HEADROOM consists of newly created surface coverings, a painting, and two sculptures selected specifically to activate the Museum’s lobby window area and surrounding walls. The repeated design pattern references the early days of image digitization as seen in video games and through copy machines. The work also nods to modern art and science fiction, which have been constant sources of inspiration throughout Curry’s career.
“From the moment visitors step foot into the McNay, they are immersed in Aaron Curry’s world of visual theatre and experience his sense of whimsy,” said René Paul Barilleaux, McNay Head of Curatorial Affairs and curator of HEADROOM. “The playfulness of Curry’s lobby installation belies its foundation in classic modern painting and sculpture. His artworks both pay homage to and reinvent abstract painting and sculpture.”

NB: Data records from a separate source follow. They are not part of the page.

//! Error types for the bootstrap pipeline
//!
//! Provides error handling for:
//! - Scan input validation
//! - Service boundary failures (transport, status, decode)
//! - Missing stage prerequisites
//! - Session store writes
//! - Configuration loading

use crate::pipeline::Stage;
use crate::store::Slot;
use std::path::PathBuf;

/// Main pipeline error type
#[derive(Debug, thiserror::Error)]
pub enum PipelineError {
    /// Scan input rejected; the pipeline does not advance
    #[error("validation failed: {0}")]
    Validation(String),

    /// Remote call failed
    #[error("{stage} boundary failed: {source}")]
    Boundary {
        /// Stage that issued the call
        stage: Stage,
        /// Underlying failure
        #[source]
        source: BoundaryError,
    },

    /// Stage invoked before its input was stored
    #[error("cannot run {stage}: no {slot} data in session, run {} first", .slot.owner())]
    MissingPrerequisite {
        /// Stage that was refused
        stage: Stage,
        /// Slot that was absent
        slot: Slot,
    },

    /// Session store write failed
    #[error("store error: {0}")]
    Store(#[from] StoreError),
}

impl PipelineError {
    /// Check if error is a scan validation failure
    #[inline]
    #[must_use]
    pub fn is_validation(&self) -> bool {
        matches!(self, Self::Validation(_))
    }

    /// Check if error is a local guard refusal
    #[inline]
    #[must_use]
    pub fn is_missing_prerequisite(&self) -> bool {
        matches!(self, Self::MissingPrerequisite { .. })
    }

    /// Check if repeating the same action by hand can succeed
    ///
    /// Nothing is retried automatically.
    #[inline]
    #[must_use]
    pub fn is_retryable(&self) -> bool {
        match self {
            Self::Boundary { source, .. } => source.is_retryable(),
            Self::Store(_) => true,
            Self::Validation(_) | Self::MissingPrerequisite { .. } => false,
        }
    }
}

/// Failure of a single request/response call to an external service
#[derive(Debug, thiserror::Error)]
pub enum BoundaryError {
    /// Request could not be sent or the response not received
    #[error("transport error: {0}")]
    Transport(String),

    /// Service answered with a non-success status
    #[error("service returned {status}: {body}")]
    Status {
        /// HTTP status code
        status: u16,
        /// Response body, as text
        body: String,
    },

    /// Response body did not match the expected shape
    #[error("could not decode response: {0}")]
    Decode(String),
}

impl BoundaryError {
    /// Check if the status is a client-side (4xx) rejection
    #[inline]
    #[must_use]
    pub fn is_client_error(&self) -> bool {
        matches!(self, Self::Status { status, .. } if (400..500).contains(status))
    }

    /// Check if error is retryable by hand
    #[inline]
    #[must_use]
    pub fn is_retryable(&self) -> bool {
        match self {
            Self::Transport(_) => true,
            Self::Status { status, .. } => *status >= 500,
            Self::Decode(_) => false,
        }
    }
}

impl From<reqwest::Error> for BoundaryError {
    fn from(err: reqwest::Error) -> Self {
        if err.is_decode() {
            Self::Decode(err.to_string())
        } else {
            Self::Transport(err.to_string())
        }
    }
}

/// Session store errors
///
/// Only writes and clears fail; unreadable slots read as absent.
#[derive(Debug, thiserror::Error)]
pub enum StoreError {
    /// Value could not be encoded
    #[error("failed to encode {slot} slot: {message}")]
    Encode {
        /// Slot being written
        slot: Slot,
        /// Encoder message
        message: String,
    },

    /// Backend I/O failed
    #[error("session I/O failed on {}: {source}", .path.display())]
    Io {
        /// File being written or removed
        path: PathBuf,
        /// Underlying I/O error
        #[source]
        source: std::io::Error,
    },
}

/// Configuration errors
#[derive(Debug, thiserror::Error)]
pub enum ConfigError {
    /// Config file could not be read
    #[error("failed to read config {}: {source}", .path.display())]
    Read {
        /// Config file path
        path: PathBuf,
        /// Underlying I/O error
        #[source]
        source: std::io::Error,
    },

    /// Config file is not valid TOML for the config shape
    #[error("invalid config {}: {message}", .path.display())]
    Parse {
        /// Config file path
        path: PathBuf,
        /// Parser message
        message: String,
    },

    /// An environment override has an invalid value
    #[error("invalid value for {key}: {value}")]
    InvalidEnv {
        /// Variable name
        key: &'static str,
        /// Offending value
        value: String,
    },
}
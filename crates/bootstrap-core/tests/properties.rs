//! Property tests for the session store and exporter.

use bootstrap_core::{
    export_plan, ExecutionPlan, ExecutionReport, ExecutionResult, ExecutionStep, GeneratedFile,
    RepositoryProfile, SessionStore,
};
use bootstrap_test_utils::fixed_time;
use proptest::prelude::*;

fn text() -> impl Strategy<Value = String> {
    "[a-zA-Z0-9_ ./#-]{0,16}"
}

fn profile_strategy() -> impl Strategy<Value = RepositoryProfile> {
    (
        text(),
        proptest::option::of(text()),
        text(),
        proptest::collection::vec(text(), 0..4),
        proptest::collection::vec(text(), 0..4),
        proptest::option::of(text()),
        any::<bool>(),
    )
        .prop_map(|(repo_url, branch, project_name, languages, frameworks, database, has_tests)| {
            let mut profile = RepositoryProfile::new(repo_url, "", project_name)
                .with_languages(languages)
                .with_frameworks(frameworks);
            profile.branch = branch;
            profile.database = database;
            profile.has_tests = has_tests;
            profile
        })
}

fn step_strategy() -> impl Strategy<Value = ExecutionStep> {
    (
        "[a-z_]{1,12}",
        proptest::option::of(text()),
        proptest::option::of(text()),
        proptest::option::of(text()),
        proptest::option::of(text()),
    )
        .prop_map(|(tool, file_path, content, success_check, on_fail)| {
            let mut step = ExecutionStep::new(tool);
            step.args.file_path = file_path;
            step.args.content = content;
            step.success_check = success_check;
            step.on_fail = on_fail;
            step
        })
}

fn plan_strategy() -> impl Strategy<Value = ExecutionPlan> {
    proptest::collection::vec(step_strategy(), 0..8).prop_map(ExecutionPlan::from)
}

fn report_strategy() -> impl Strategy<Value = ExecutionReport> {
    (
        proptest::collection::vec((text(), text(), text()), 0..8),
        proptest::collection::vec((text(), text(), text()), 0..4),
    )
        .prop_map(|(results, files)| ExecutionReport {
            execution_results: results
                .into_iter()
                .map(|(tool, status, details)| ExecutionResult::new(tool, status, details))
                .collect(),
            files: files
                .into_iter()
                .map(|(tool, file_path, content)| GeneratedFile {
                    tool,
                    file_path,
                    content,
                })
                .collect(),
        })
}

proptest! {
    #[test]
    fn prop_profile_round_trips(profile in profile_strategy()) {
        let mut store = SessionStore::in_memory();
        store.put_profile(&profile).unwrap();
        prop_assert_eq!(store.profile(), Some(profile));
    }

    #[test]
    fn prop_plan_round_trips(plan in plan_strategy()) {
        let mut store = SessionStore::in_memory();
        store.put_plan(&plan).unwrap();
        prop_assert_eq!(store.plan(), Some(plan));
    }

    #[test]
    fn prop_report_round_trips_through_files(report in report_strategy()) {
        let dir = tempfile::tempdir().unwrap();
        let mut store = SessionStore::open(dir.path());
        store.put_report(&report).unwrap();
        prop_assert_eq!(SessionStore::open(dir.path()).report(), Some(report));
    }

    #[test]
    fn prop_export_keeps_step_order(plan in plan_strategy()) {
        let text = export_plan(None, &plan, fixed_time());

        let mut cursor = 0;
        for (index, step) in plan.steps().iter().enumerate() {
            let heading = format!("### Step {}: {}\n", index + 1, step.tool);
            let found = text[cursor..].find(&heading);
            prop_assert!(found.is_some(), "missing {:?}", heading);
            cursor += found.unwrap() + heading.len();
        }
        let past_end = format!("### Step {}: ", plan.len() + 1);
        prop_assert!(!text.contains(&past_end));
    }

    #[test]
    fn prop_no_empty_fences(plan in plan_strategy()) {
        let text = export_plan(None, &plan, fixed_time());
        let with_content = plan
            .steps()
            .iter()
            .filter(|s| s.args.content.as_deref().is_some_and(|c| !c.is_empty()))
            .count();
        prop_assert_eq!(text.matches("**Generated Content:**").count(), with_content);
    }
}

Trained as a painter, Curry became interested in what he describes as “this idea of trying to pull something out into the real world,” which ultimately led him to making sculpture. He regards his sculptures as paintings, composing them out of an assortment of flat, whimsical shapes cut from plywood, cardboard, or aluminum. These forms reference Cubism, Abstract Expressionism, Chicago Imagists, cartoons, and the modernist works of Alexander Calder, Henry Moore, and Pablo Picasso, all of whom are represented in the McNay’s collection.
Aaron Curry’s work has been exhibited nationally and internationally at The Bass, Miami Beach; CAPC musée d’art contemporain de Bordeaux, France; High Museum of Art, Atlanta; Lincoln Center, New York; and Rubell Family Collection, Miami. He is represented in the collections of the Hammer Museum, Los Angeles; Los Angeles County Museum of Art; Minneapolis Institute of Art; The Montreal Museum of Fine Arts; Museum of Contemporary Art Chicago; San Francisco Museum of Modern Art; Seattle Art Museum; and Ullens Center for Contemporary Art, Beijing, among others.
HEADROOM is organized for the McNay Art Museum by René Paul Barilleaux, Head of Curatorial Affairs.
Lead funding is generously provided by the Elizabeth Huth Coates Exhibition Endowment and the Ewing Halsell Foundation.
About the McNay Art Museum
The McNay Art Museum engages a diverse community in the discovery and enjoyment of the visual arts. Built in the 1920s by artist and educator Marion Koogler McNay, the Spanish Colonial Revival residence became the site of Texas’s first museum of modern art when it opened in 1954.
Today, 200,000 visitors a year enjoy works by modern masters including Paul Gauguin, Vincent van Gogh, Edward Hopper, Joan Mitchell, Alice Neel, Georgia O’Keeffe, Pablo Picasso, Jackson Pollock, and Pierre-Auguste Renoir. The 23 acres of beautifully landscaped grounds include sculptures by Robert Indiana, Luis A. Jiménez Jr., George Rickey, Joel Shapiro, and Kiki Smith. The 45,000 square-foot Jane & Arthur Stieren Center for Exhibitions, designed by internationally renowned French architect Jean-Paul Viguier, features three significant exhibitions annually.
For almost 65 years, the McNay has enchanted visitors with its art, architecture, and ambiance. The museum offers rich and varied exhibitions as well as rotating displays in the Main Collection Galleries from the 20,000 works in the collection; more than 45,000 adults, teachers, students, and families take advantage of a variety of education programs and innovative educational resources.